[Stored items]
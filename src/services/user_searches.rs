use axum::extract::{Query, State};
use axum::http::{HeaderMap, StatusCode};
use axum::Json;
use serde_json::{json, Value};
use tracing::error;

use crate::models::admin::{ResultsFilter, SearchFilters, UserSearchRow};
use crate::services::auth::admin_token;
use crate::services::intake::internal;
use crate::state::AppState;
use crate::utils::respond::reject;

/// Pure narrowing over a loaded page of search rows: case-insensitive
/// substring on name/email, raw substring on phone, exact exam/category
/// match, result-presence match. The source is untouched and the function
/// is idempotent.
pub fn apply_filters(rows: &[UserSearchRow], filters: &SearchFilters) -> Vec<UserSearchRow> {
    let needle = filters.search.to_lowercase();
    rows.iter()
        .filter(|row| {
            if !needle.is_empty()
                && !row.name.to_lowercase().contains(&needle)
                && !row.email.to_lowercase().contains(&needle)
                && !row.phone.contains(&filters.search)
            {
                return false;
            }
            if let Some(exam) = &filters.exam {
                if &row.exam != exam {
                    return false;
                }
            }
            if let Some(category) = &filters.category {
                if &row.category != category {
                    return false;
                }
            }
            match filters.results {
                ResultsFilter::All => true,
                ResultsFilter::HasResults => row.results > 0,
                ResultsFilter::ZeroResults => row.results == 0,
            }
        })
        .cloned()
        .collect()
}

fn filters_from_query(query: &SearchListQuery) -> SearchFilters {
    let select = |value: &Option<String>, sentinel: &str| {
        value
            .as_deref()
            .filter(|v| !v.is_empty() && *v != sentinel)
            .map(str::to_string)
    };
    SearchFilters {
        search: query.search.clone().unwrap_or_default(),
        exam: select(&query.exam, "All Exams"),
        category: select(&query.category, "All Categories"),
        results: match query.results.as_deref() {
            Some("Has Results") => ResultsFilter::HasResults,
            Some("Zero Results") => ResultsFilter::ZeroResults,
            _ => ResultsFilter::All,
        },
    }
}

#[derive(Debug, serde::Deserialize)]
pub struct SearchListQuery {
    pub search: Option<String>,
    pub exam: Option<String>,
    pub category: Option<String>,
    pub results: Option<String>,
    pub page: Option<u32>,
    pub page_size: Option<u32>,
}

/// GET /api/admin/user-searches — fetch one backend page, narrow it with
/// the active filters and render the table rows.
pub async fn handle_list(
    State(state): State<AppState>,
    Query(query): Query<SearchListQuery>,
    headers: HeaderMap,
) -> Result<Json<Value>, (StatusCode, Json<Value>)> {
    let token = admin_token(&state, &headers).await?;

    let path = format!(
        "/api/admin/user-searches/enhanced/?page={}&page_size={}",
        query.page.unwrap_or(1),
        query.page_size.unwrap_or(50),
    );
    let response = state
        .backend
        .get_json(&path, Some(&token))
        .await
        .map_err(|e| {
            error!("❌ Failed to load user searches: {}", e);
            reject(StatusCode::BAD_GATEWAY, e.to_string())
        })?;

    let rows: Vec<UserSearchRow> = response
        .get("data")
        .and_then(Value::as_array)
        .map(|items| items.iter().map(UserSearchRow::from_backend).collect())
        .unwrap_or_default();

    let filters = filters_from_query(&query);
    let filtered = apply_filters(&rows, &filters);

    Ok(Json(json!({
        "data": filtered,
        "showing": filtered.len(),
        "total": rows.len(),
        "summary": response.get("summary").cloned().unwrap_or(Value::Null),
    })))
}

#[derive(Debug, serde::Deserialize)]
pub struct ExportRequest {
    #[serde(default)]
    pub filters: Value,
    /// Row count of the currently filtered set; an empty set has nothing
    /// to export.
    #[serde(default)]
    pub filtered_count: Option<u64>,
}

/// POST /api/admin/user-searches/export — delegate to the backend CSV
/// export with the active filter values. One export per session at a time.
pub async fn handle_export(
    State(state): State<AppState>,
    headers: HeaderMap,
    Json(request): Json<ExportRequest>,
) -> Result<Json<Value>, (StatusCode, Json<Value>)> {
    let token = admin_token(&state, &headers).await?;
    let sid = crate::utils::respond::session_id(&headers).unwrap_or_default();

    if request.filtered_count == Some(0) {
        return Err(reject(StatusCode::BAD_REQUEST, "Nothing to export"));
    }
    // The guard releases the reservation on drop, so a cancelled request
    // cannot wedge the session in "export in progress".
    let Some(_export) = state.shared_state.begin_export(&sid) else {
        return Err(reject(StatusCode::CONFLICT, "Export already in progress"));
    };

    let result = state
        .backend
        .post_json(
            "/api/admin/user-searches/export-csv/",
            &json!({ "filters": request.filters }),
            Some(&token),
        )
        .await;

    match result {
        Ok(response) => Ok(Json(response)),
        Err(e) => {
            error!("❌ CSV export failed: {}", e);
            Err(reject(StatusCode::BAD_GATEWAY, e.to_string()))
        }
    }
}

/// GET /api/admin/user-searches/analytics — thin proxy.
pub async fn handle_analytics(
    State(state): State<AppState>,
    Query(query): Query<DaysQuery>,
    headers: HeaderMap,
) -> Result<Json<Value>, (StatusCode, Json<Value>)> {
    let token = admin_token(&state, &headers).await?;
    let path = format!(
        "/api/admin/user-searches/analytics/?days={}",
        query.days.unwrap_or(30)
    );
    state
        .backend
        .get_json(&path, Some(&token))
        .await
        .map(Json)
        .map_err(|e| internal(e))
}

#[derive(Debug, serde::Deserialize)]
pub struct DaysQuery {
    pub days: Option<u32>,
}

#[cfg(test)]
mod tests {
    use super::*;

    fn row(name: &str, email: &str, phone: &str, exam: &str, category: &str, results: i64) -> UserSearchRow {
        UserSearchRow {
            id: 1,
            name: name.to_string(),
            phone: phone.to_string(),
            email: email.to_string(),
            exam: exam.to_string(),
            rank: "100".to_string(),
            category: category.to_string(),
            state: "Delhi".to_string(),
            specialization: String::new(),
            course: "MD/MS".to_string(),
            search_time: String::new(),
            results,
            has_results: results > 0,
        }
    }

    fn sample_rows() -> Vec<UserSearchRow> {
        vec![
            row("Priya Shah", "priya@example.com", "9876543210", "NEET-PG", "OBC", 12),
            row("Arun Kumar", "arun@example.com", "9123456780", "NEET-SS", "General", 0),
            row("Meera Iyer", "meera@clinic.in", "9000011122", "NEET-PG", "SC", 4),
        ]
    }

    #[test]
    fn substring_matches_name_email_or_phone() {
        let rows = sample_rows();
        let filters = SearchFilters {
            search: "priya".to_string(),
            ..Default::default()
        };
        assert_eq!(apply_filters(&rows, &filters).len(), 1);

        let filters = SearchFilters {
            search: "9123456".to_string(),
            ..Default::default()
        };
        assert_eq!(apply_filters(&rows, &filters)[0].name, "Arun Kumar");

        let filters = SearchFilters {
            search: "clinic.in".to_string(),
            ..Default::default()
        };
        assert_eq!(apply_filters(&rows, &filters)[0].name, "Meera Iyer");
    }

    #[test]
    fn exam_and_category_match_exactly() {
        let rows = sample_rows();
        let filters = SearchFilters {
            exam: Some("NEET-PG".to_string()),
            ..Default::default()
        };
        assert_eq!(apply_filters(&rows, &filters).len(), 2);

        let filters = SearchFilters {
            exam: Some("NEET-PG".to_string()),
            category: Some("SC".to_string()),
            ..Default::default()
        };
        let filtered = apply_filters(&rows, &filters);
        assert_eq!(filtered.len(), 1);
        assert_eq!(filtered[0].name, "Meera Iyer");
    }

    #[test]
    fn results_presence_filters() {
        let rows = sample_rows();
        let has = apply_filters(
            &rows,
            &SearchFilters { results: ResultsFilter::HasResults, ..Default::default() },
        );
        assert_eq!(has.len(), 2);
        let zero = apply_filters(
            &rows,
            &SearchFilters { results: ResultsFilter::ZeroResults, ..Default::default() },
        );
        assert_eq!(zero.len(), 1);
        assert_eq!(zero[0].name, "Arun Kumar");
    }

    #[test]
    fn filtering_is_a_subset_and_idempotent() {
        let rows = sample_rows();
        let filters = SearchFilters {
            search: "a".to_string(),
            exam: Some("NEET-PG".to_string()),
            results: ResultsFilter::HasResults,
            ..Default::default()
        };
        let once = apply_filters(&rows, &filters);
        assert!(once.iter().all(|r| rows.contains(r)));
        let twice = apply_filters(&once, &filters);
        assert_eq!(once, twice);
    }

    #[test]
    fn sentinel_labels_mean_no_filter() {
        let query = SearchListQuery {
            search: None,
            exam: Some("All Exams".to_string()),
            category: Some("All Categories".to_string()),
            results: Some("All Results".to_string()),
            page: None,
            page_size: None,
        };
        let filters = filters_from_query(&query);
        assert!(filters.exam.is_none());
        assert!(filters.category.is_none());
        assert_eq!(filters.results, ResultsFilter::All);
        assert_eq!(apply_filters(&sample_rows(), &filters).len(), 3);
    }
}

**THE TASK**
Wherever the string "utils" appears in the entries, copy that line.

**SOLUTION TO THIS PROBLEM**
use crate::utils::respond::reject;
    let sid = crate::utils::respond::session_id(&headers).unwrap_or_default();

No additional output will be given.